Onward to weird-o case number two, which seems to be a little less psychedelic-feeling: This time round Grijpstra and de Gier become involved with what appears to be a corpse and no murder. And it's de Gier who insists they have a case rather than Grijpstra. An added bonus for their team is Astra, a sexy, young policewoman, who can seduce de Gier and take down a criminal all in the same night.

Despite the pathology report which tells them that Jim Boronski, a man who was found dead, covered in blood, in the trunk of a stolen car, died from natural causes--a bleeding ulcer, de Gier is convinced that there is a murderer somewhere. Their investigation leads them to a sloppy, rude German (who made a brief appearance in the first case) and the possibility of drug-running. But the only evidence of "foul-play" they can find in connection with Boronski is a series of harassing events--the man's car was switched, there was trouble with his laundry, and a missing watch--but as their Commissaris points out, "You can't arrest anybody for harassment." (At least not this kind of harassment in the Netherlands in 1981). They do get to make an arrest and there is a nice sense of symmetry with the first case and it all ends happily with the Commissaris saying: "Everything is all right....Security will be restored."

I was just a teensy bit satisfied with the wrap-up of the second case. That pretty much sums up any good feelings I have about the book. The treatment of Asta (and other women) is VERY sexist--we get an opinion on Every. Single. Woman's. Breasts. Every single one. (All the women in Amsterdam apparently have perfect boobs. Or maybe the men whose point of view we're sharing aren't picky. Or they just love boobs and no matter what they look like, they're perfect.) At first I thought Asta was just along as eye-candy and to identify the entire outfit that one of the women concerned in the case was wearing--but she did get to kick some butt in a nice arrest scene. I'm still not sure whether that was thrown in just so de Gier could be duly impressed and lust after her a little more--after all what's better than perfect breasts? Perfect breasts in action.

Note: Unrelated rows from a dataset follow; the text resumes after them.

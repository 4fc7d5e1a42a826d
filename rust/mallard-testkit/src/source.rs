//! In-memory chunk sources.

use std::cell::Cell;
use std::collections::VecDeque;
use std::rc::Rc;

use mallard_common::{Result, error::Error};
use mallard_decode::source::ChunkSource;

use crate::chunk::TestChunk;

/// A chunk source fed from a queue of pre-built chunks.
///
/// Each fetched chunk is tagged with a release flag, and the next fetch
/// fails if the previous chunk has not been dropped yet. This turns the
/// "release before the next fetch" protocol requirement into a hard test
/// assertion.
#[derive(Default)]
pub struct TestSource {
    chunks: VecDeque<TestChunk>,
    outstanding: Option<Rc<Cell<bool>>>,
    fetch_count: usize,
}

impl TestSource {
    /// Creates a source that will serve the given chunks in order.
    pub fn new(chunks: impl IntoIterator<Item = TestChunk>) -> TestSource {
        TestSource {
            chunks: chunks.into_iter().collect(),
            outstanding: None,
            fetch_count: 0,
        }
    }

    /// Number of fetch calls made so far, including the end-of-stream fetch.
    pub fn fetch_count(&self) -> usize {
        self.fetch_count
    }
}

impl ChunkSource for TestSource {
    type Chunk = TestChunk;

    fn fetch_chunk(&mut self) -> Result<Option<TestChunk>> {
        self.fetch_count += 1;
        if let Some(flag) = &self.outstanding {
            if !flag.get() {
                return Err(Error::invalid_arg(
                    "fetch_chunk",
                    "previous chunk was not released before the next fetch",
                ));
            }
        }
        match self.chunks.pop_front() {
            Some(chunk) => {
                let flag = Rc::new(Cell::new(false));
                self.outstanding = Some(flag.clone());
                Ok(Some(chunk.with_release_flag(flag)))
            }
            None => Ok(None),
        }
    }
}
//! Decoded value model: the typed result of decoding one cell.

use crate::typeid::TimeUnit;

/// A fixed-point decimal value: an integer mantissa scaled by `10^scale`.
///
/// The mantissa is preserved exactly as stored; no floating-point rounding
/// happens during decode. Callers wanting a display value can use
/// [`Decimal::to_f64`] or split it with [`Decimal::integer_part`] and
/// [`Decimal::fractional_part`].
#[derive(Debug, Clone, Copy, PartialEq, Eq)]
pub struct Decimal {
    /// Declared precision width of the column, in decimal digits.
    pub width: u8,
    /// Number of fractional digits.
    pub scale: u8,
    /// Unscaled mantissa; the represented value is `mantissa / 10^scale`.
    pub mantissa: i128,
}

impl Decimal {
    /// Returns `10^scale`, the divisor separating integer and fractional digits.
    fn scale_factor(&self) -> i128 {
        10i128.pow(self.scale as u32)
    }

    /// Returns the integer part of the value (`mantissa / 10^scale`),
    /// truncated toward zero.
    pub fn integer_part(&self) -> i128 {
        self.mantissa / self.scale_factor()
    }

    /// Returns the fractional digits of the value (`mantissa % 10^scale`),
    /// carrying the sign of the mantissa.
    pub fn fractional_part(&self) -> i128 {
        self.mantissa % self.scale_factor()
    }

    /// Returns an approximate floating-point rendering of the value.
    pub fn to_f64(&self) -> f64 {
        self.mantissa as f64 / self.scale_factor() as f64
    }
}

/// A 128-bit signed integer as stored by the engine: a lower unsigned and an
/// upper signed 64-bit half.
///
/// The decoded value keeps the halves separate; [`Hugeint::as_i128`] composes
/// them for callers that want the full-width integer.
#[derive(Debug, Clone, Copy, PartialEq, Eq)]
pub struct Hugeint {
    pub lower: u64,
    pub upper: i64,
}

impl Hugeint {
    /// Composes the halves into the 128-bit value, `(upper << 64) | lower`.
    pub fn as_i128(&self) -> i128 {
        ((self.upper as i128) << 64) | self.lower as i128
    }
}

/// A 128-bit unsigned integer as stored by the engine.
#[derive(Debug, Clone, Copy, PartialEq, Eq)]
pub struct Uhugeint {
    pub lower: u64,
    pub upper: u64,
}

impl Uhugeint {
    /// Composes the halves into the 128-bit value, `(upper << 64) | lower`.
    pub fn as_u128(&self) -> u128 {
        ((self.upper as u128) << 64) | self.lower as u128
    }
}

/// A calendar date, in days since 1970-01-01.
#[derive(Debug, Clone, Copy, PartialEq, Eq)]
pub struct Date {
    pub days: i32,
}

impl Date {
    /// Decomposes the day offset into proleptic-Gregorian calendar parts
    /// `(year, month, day)`.
    pub fn to_parts(&self) -> (i32, u32, u32) {
        // Howard Hinnant's civil_from_days algorithm.
        let z = self.days as i64 + 719468;
        let era = if z >= 0 { z } else { z - 146096 } / 146097;
        let doe = (z - era * 146097) as u64;
        let yoe = (doe - doe / 1460 + doe / 36524 - doe / 146096) / 365;
        let y = yoe as i64 + era * 400;
        let doy = doe - (365 * yoe + yoe / 4 - yoe / 100);
        let mp = (5 * doy + 2) / 153;
        let d = (doy - (153 * mp + 2) / 5 + 1) as u32;
        let m = if mp < 10 { mp + 3 } else { mp - 9 } as u32;
        let year = if m <= 2 { y + 1 } else { y } as i32;
        (year, m, d)
    }
}

/// A time of day, in microseconds since 00:00:00.
#[derive(Debug, Clone, Copy, PartialEq, Eq)]
pub struct Time {
    pub micros: i64,
}

/// An offset from the Unix epoch in the unit declared by the column type.
///
/// The unit is carried alongside the raw offset; this decoder never converts
/// between units.
#[derive(Debug, Clone, Copy, PartialEq, Eq)]
pub struct Timestamp {
    pub value: i64,
    pub unit: TimeUnit,
}

/// A calendar interval: months, days and microseconds are kept as independent
/// components since none of them has a fixed conversion to the others.
#[derive(Debug, Clone, Copy, PartialEq, Eq)]
pub struct Interval {
    pub months: i32,
    pub days: i32,
    pub micros: i64,
}

/// A time of day with a UTC offset.
#[derive(Debug, Clone, Copy, PartialEq, Eq)]
pub struct TimeTz {
    /// Microseconds since 00:00:00.
    pub micros: i64,
    /// UTC offset in seconds, in `[-57599, 57599]` (up to +/-15:59:59).
    pub offset: i32,
}

/// A single decoded cell value.
///
/// Variable-length payloads (`Varchar`, `Blob`) are owned copies made before
/// the backing chunk is released; no variant borrows native memory.
#[derive(Debug, Clone, PartialEq)]
pub enum Value {
    Null,
    Boolean(bool),
    Int8(i8),
    Int16(i16),
    Int32(i32),
    Int64(i64),
    UInt8(u8),
    UInt16(u16),
    UInt32(u32),
    UInt64(u64),
    Float32(f32),
    Float64(f64),
    Decimal(Decimal),
    Hugeint(Hugeint),
    Uhugeint(Uhugeint),
    Date(Date),
    Time(Time),
    Timestamp(Timestamp),
    Interval(Interval),
    TimeTz(TimeTz),
    Varchar(String),
    Blob(Vec<u8>),
    /// Raw 128-bit UUID storage value, without display transforms.
    Uuid(u128),
}

impl Value {
    /// Returns `true` for the `Null` variant.
    pub fn is_null(&self) -> bool {
        matches!(self, Value::Null)
    }
}

/// One decoded result row: an ordered sequence of values, one per column,
/// in the column order reported by the result schema.
pub type Row = Vec<Value>;
pub type Result<T> = std::result::Result<T, crate::error::Error>;

#[macro_export]
macro_rules! verify_arg {
    ($name:expr, $expr:expr) => {{
        let result = $expr;
        $crate::result::verify_arg(result, stringify!($name), stringify!($expr))?;
    }};
}

#[macro_export]
macro_rules! verify_data {
    ($name:expr, $expr:expr) => {{
        let result = $expr;
        $crate::result::verify_data(result, stringify!($name), stringify!($expr))?;
    }};
}

#[inline]
pub fn verify_arg(predicate: bool, name: &str, condition: &str) -> Result<()> {
    if predicate {
        Ok(())
    } else {
        invalid_arg(name, condition)
    }
}

#[inline]
pub fn verify_data(predicate: bool, name: &str, condition: &str) -> Result<()> {
    if predicate {
        Ok(())
    } else {
        invalid_format(name, condition)
    }
}

#[cold]
pub fn invalid_arg(name: &str, condition: &str) -> Result<()> {
    Err(crate::error::ErrorKind::InvalidArgument {
        name: name.to_string(),
        message: condition.to_string(),
    }
    .into())
}

#[cold]
pub fn invalid_format(name: &str, condition: &str) -> Result<()> {
    Err(crate::error::ErrorKind::InvalidFormat {
        element: name.to_string(),
        message: condition.to_string(),
    }
    .into())
}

The rumor mill on Goodreads tells me that this may not be the most spectacular example of van de Wetering's detective novelist talents. That may be so. But then there are also those who gave the thing four and five stars. I'm not sure that I'm brave enough to try another one.   and one-star only.

This fulfills the "Author Never Read Before" square on the Silver Vintage Bingo card and gives me another Bingo. 



6 comments:

classicmystery said...

Great review, Bev. One to avoid, methinks.

Bev Hankins said...

Yeah...I can't say that I recommend it. Or the author based on this outing.

Peggy Ann said...

Bev, I think I'll skip this one! I did read The Maine Massacre by him and it was good. I have one other one on the shelf hope it's not this one!! I better go look!

fredamans said...

When you said the author was on an acid trip, I had a feeling you wouldn't enjoy it much. I don't think I would either.
Great review!

John said...

The first three in the series I thought were pretty good. The first one is especially good, I think, if only for the Zen Buddhist insight. He studied Zen and lived in a monastery when he was a young man. But I sort of gave up on him in his later books. OUTSIDER IN AMSTERDAM, the first book in this police series, is not oddball at all. Very compassionate and almost somber, though it's not without some quirky humor. Something must've happened to him in his later life to become so chauvinistic.

Bev Hankins said...

John--I have OUTSIDER IN AMSTERDAM...I was on the fence about reading it after not enjoying THE MIND-MURDERS so much. You've got me thinking I ought to give it a chance.